Pour moi il y a forcément la présence de Johnny Guitare de Nicholas Ray (1954, ndlr), je ne sais pas s’il est considéré comme camp ou queer mais le personnage de Joan Crawford, très fort et qui se tient à l’avant-plan en fait pour moi un film queer très signifiant. Et puis il y a tout le cinéma de Werner Schroeter, son rapport à l’esthétique et sa façon de déployer des univers avec pas grand-chose, cet amour pour ses actrices. Mais il y aussi la lecture des Guérillères de Monique Wittig, qui est l’influence littéraire majeure et notable du film tout comme le travail plastique de Carolee Schneemann sur l’investissement du corps.

Vous filmez des femmes, des relations érotiques, est-ce que les questionnements actuels autour du regard masculin ou féminin, le fameux "gaze", font partie de votre réflexion ?

Je me questionne beaucoup là-dessus et, sans vouloir m’en sortir avec une pirouette, j’ai toujours voulu être une actrice. Je me vois comme une actrice quand je fais un film et en tenant la caméra, j’ai l’impression d’être une partenaire de jeu. C’est mon approche, c’est l’actrice qui est en moi qui parle. Il n’y a pas tant de nudité que ça dans le film à part le personnage de Kate Bush qui est spectral et habillé de sable et de paillettes.

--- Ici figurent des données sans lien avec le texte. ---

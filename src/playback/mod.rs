pub mod client;
pub mod decision;
pub mod manifest;
pub mod pipeline;
pub mod service;
pub mod session;
pub mod source;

Le regard que je peux poser sur les actrices et la façon dont je les filme fait toujours l’objet de discussions approfondies avec elles. A partir des situations données, du cadre, ce sont elles qui fixent les limites et proposent des choses. C’est la même chose pour le choix des vêtements, c’est important qu’elles se sentent à l’aise, libres. 

Créer un monde de femmes dans lequel les hommes n’existent plus, qu’est-ce que cela raconte pour vous ?

Pour moi, c’est comme toujours un prétexte pour proposer à des actrices de jouer des personnages qu’on n’a pas l’habitude de leur proposer, c’est la volonté première. Et puis évidemment, il y a l'envie de créer un monde meilleur.

Bertrand Mandico, réalisateur d'"After Blue" : "J’ai toujours voulu être une actrice"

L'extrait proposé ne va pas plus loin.